[Collected data entries]
————————

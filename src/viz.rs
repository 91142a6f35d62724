//! Visualizations offered by the explorer.
//!
//! A [`Viz`] is a fixed recipe: setup statements that prepare session-local
//! tables, a primary bar chart, and detail panels that follow the bar
//! selected on the primary chart. Loading runs everything through a
//! [`QueryExecutor`], so the UI only ever sees finished [`VizData`].

use crate::error::{ExploreError, Result};
use crate::query::{Connector, Query, QueryExecutor};
use crate::result::RowSet;
use crate::sql::{self, FlightsField, FlightsTable};

/// One bar of a chart.
#[derive(Debug, Clone, PartialEq, Eq)]
pub struct BarDatum {
    pub label: String,
    pub value: u64,
}

/// Builds chart bars from two columns of a row set.
///
/// Negative or non-numeric values count as zero.
pub fn bars_from_rows(rows: &RowSet, label_column: &str, value_column: &str) -> Result<Vec<BarDatum>> {
    rows.iter()
        .map(|row| {
            let label = row.get(label_column).ok_or_else(|| {
                ExploreError::query(format!("Result has no column {label_column}"))
            })?;
            let value = row.get(value_column).ok_or_else(|| {
                ExploreError::query(format!("Result has no column {value_column}"))
            })?;
            Ok(BarDatum {
                label: label.to_display_string(),
                value: value
                    .as_i64()
                    .and_then(|v| u64::try_from(v).ok())
                    .unwrap_or(0),
            })
        })
        .collect()
}

/// The explorations, in selector order.
#[derive(Debug, Clone, Copy, PartialEq, Eq, Default)]
pub enum Viz {
    /// Complaints per year with a per-year drill-down chart.
    #[default]
    ComplaintsByYear,
    /// The eight-row `md` demo table.
    MarkTypes,
    /// Complaints per year over temp tables, filtering a details table.
    NypdComplaints,
    /// Delay, departure time and distance histograms over 200K flights.
    Flights200k,
    /// The same histograms over 10M flights.
    Flights10m,
}

impl Viz {
    pub const ALL: [Viz; 5] = [
        Viz::ComplaintsByYear,
        Viz::MarkTypes,
        Viz::NypdComplaints,
        Viz::Flights200k,
        Viz::Flights10m,
    ];

    pub fn name(self) -> &'static str {
        match self {
            Self::ComplaintsByYear => "Complaints by Year",
            Self::MarkTypes => "Mark Types",
            Self::NypdComplaints => "NYPD Complaints",
            Self::Flights200k => "Flights 200K",
            Self::Flights10m => "Flights 10M",
        }
    }

    pub fn index(self) -> usize {
        Self::ALL.iter().position(|v| *v == self).unwrap_or(0)
    }

    /// The viz after this one, wrapping around.
    pub fn next(self) -> Self {
        Self::ALL[(self.index() + 1) % Self::ALL.len()]
    }

    /// The viz before this one, wrapping around.
    pub fn prev(self) -> Self {
        Self::ALL[(self.index() + Self::ALL.len() - 1) % Self::ALL.len()]
    }

    fn flights_table(self) -> Option<FlightsTable> {
        match self {
            Self::Flights200k => Some(FlightsTable::Flights200k),
            Self::Flights10m => Some(FlightsTable::Flights10m),
            _ => None,
        }
    }

    /// Statements run, in order, before the charts are queried.
    pub fn setup_sql(self) -> Vec<String> {
        match self {
            Self::ComplaintsByYear => Vec::new(),
            Self::MarkTypes => vec![sql::CREATE_MARK_TYPES_SQL.to_string()],
            Self::NypdComplaints => vec![
                sql::CREATE_COMPLAINTS_TABLE_SQL.to_string(),
                sql::CREATE_COMPLAINTS_DETAILS_SQL.to_string(),
            ],
            Self::Flights200k | Self::Flights10m => self
                .flights_table()
                .map(sql::create_flights_view_sql)
                .into_iter()
                .collect(),
        }
    }

    /// The chart whose bars can be selected.
    pub fn primary(self) -> Panel {
        match self {
            Self::ComplaintsByYear => Panel::bars(
                "Complaints by year",
                sql::COMPLAINTS_BY_YEAR_SQL,
                sql::YEAR_COLUMN,
                sql::COMPLAINTS_COLUMN,
            ),
            Self::MarkTypes => Panel::bars("md: v by u", sql::SELECT_MARK_TYPES_SQL, "u", "v"),
            Self::NypdComplaints => Panel::bars(
                "Complaints by year",
                sql::SELECT_COMPLAINTS_TABLE_SQL,
                sql::YEAR_COLUMN,
                sql::COMPLAINTS_COLUMN,
            ),
            Self::Flights200k | Self::Flights10m => {
                flights_panel(self.flights_table(), FlightsField::Delay, None, "Arrival delay (min)")
            }
        }
    }

    /// Whether selecting a bar on the primary chart filters the details.
    pub fn is_selectable(self) -> bool {
        self != Self::MarkTypes
    }

    /// Detail panels for the current selection (a bar label parsed as an integer).
    pub fn details(self, selection: Option<i64>) -> Vec<Panel> {
        match self {
            Self::ComplaintsByYear => selection
                .and_then(|year| i32::try_from(year).ok())
                .map(|year| {
                    vec![Panel::bars(
                        format!("Complaint types in {year}"),
                        sql::complaint_types_for_year_sql(year),
                        sql::TYPE_COLUMN,
                        sql::COMPLAINTS_COLUMN,
                    )
                    .horizontal()]
                })
                .unwrap_or_default(),
            Self::MarkTypes => Vec::new(),
            Self::NypdComplaints => {
                let year = selection.and_then(|year| i32::try_from(year).ok());
                let title = match year {
                    Some(year) => format!("complaints_details │ Year = {year}"),
                    None => "complaints_details".to_string(),
                };
                vec![Panel::table(title, sql::complaint_details_sql(year))]
            }
            Self::Flights200k | Self::Flights10m => {
                let table = self.flights_table();
                vec![
                    flights_panel(table, FlightsField::Time, selection, "Departure time (h)"),
                    flights_panel(table, FlightsField::Distance, selection, "Distance (mi)"),
                ]
            }
        }
    }
}

fn flights_panel(
    table: Option<FlightsTable>,
    field: FlightsField,
    delay_bin: Option<i64>,
    title: &str,
) -> Panel {
    let table = table.unwrap_or(FlightsTable::Flights200k);
    let title = match delay_bin {
        Some(bin) if field != FlightsField::Delay => {
            let end = bin + FlightsField::Delay.bin_width();
            format!("{title} │ delay {bin}..{end}")
        }
        _ => title.to_string(),
    };
    Panel::bars(
        title,
        sql::flights_histogram_sql(table, field, delay_bin),
        sql::BIN_COLUMN,
        sql::FLIGHTS_COLUMN,
    )
}

/// How a panel presents its rows.
#[derive(Debug, Clone, PartialEq, Eq)]
pub enum PanelKind {
    Bars {
        label_column: &'static str,
        value_column: &'static str,
        horizontal: bool,
    },
    Table,
}

/// A query plus how to show its result.
#[derive(Debug, Clone, PartialEq, Eq)]
pub struct Panel {
    pub title: String,
    pub sql: String,
    pub kind: PanelKind,
}

impl Panel {
    pub fn bars(
        title: impl Into<String>,
        sql: impl Into<String>,
        label_column: &'static str,
        value_column: &'static str,
    ) -> Self {
        Self {
            title: title.into(),
            sql: sql.into(),
            kind: PanelKind::Bars {
                label_column,
                value_column,
                horizontal: false,
            },
        }
    }

    pub fn table(title: impl Into<String>, sql: impl Into<String>) -> Self {
        Self {
            title: title.into(),
            sql: sql.into(),
            kind: PanelKind::Table,
        }
    }

    fn horizontal(mut self) -> Self {
        if let PanelKind::Bars { horizontal, .. } = &mut self.kind {
            *horizontal = true;
        }
        self
    }

    /// Shapes a query result for this panel.
    pub fn load(&self, rows: RowSet) -> Result<LoadedPanel> {
        let content = match self.kind {
            PanelKind::Bars {
                label_column,
                value_column,
                horizontal,
            } => PanelContent::Bars {
                bars: bars_from_rows(&rows, label_column, value_column)?,
                horizontal,
            },
            PanelKind::Table => PanelContent::Table(rows),
        };
        Ok(LoadedPanel {
            title: self.title.clone(),
            content,
        })
    }
}

/// What a loaded panel shows.
#[derive(Debug, Clone, PartialEq)]
pub enum PanelContent {
    Bars { bars: Vec<BarDatum>, horizontal: bool },
    Table(RowSet),
}

/// A panel with its data.
#[derive(Debug, Clone, PartialEq)]
pub struct LoadedPanel {
    pub title: String,
    pub content: PanelContent,
}

/// Everything a viz shows right after loading.
#[derive(Debug, Clone, PartialEq)]
pub struct VizData {
    pub title: String,
    pub primary: Vec<BarDatum>,
    pub details: Vec<LoadedPanel>,
}

async fn fetch_panel(executor: &QueryExecutor, panel: &Panel) -> Result<LoadedPanel> {
    let rows = executor.fetch_rows(&panel.sql).await?;
    panel.load(rows)
}

/// Runs the setup statements, then loads the primary chart and the
/// unfiltered details.
pub async fn load(executor: &QueryExecutor, viz: Viz) -> Result<VizData> {
    for statement in viz.setup_sql() {
        executor.query(Query::exec(statement)).await?;
    }

    let primary = viz.primary();
    let loaded = fetch_panel(executor, &primary).await?;
    let bars = match loaded.content {
        PanelContent::Bars { bars, .. } => bars,
        PanelContent::Table(_) => Vec::new(),
    };

    Ok(VizData {
        title: loaded.title,
        primary: bars,
        details: load_details(executor, viz, None).await?,
    })
}

/// Loads the detail panels for `selection`.
pub async fn load_details(
    executor: &QueryExecutor,
    viz: Viz,
    selection: Option<i64>,
) -> Result<Vec<LoadedPanel>> {
    let mut panels = Vec::new();
    for panel in viz.details(selection) {
        panels.push(fetch_panel(executor, &panel).await?);
    }
    Ok(panels)
}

————————

Work required: Reply with the lines from the first line of the entries through the line that contains "follow the bar", repeated exactly with both ends kept, and with nothing else.

Answer space:
filename src/viz.rs
repository 91142a6f35d62724
//! Visualizations offered by the explorer.
//!
//! A [`Viz`] is a fixed recipe: setup statements that prepare session-local
//! tables, a primary bar chart, and detail panels that follow the bar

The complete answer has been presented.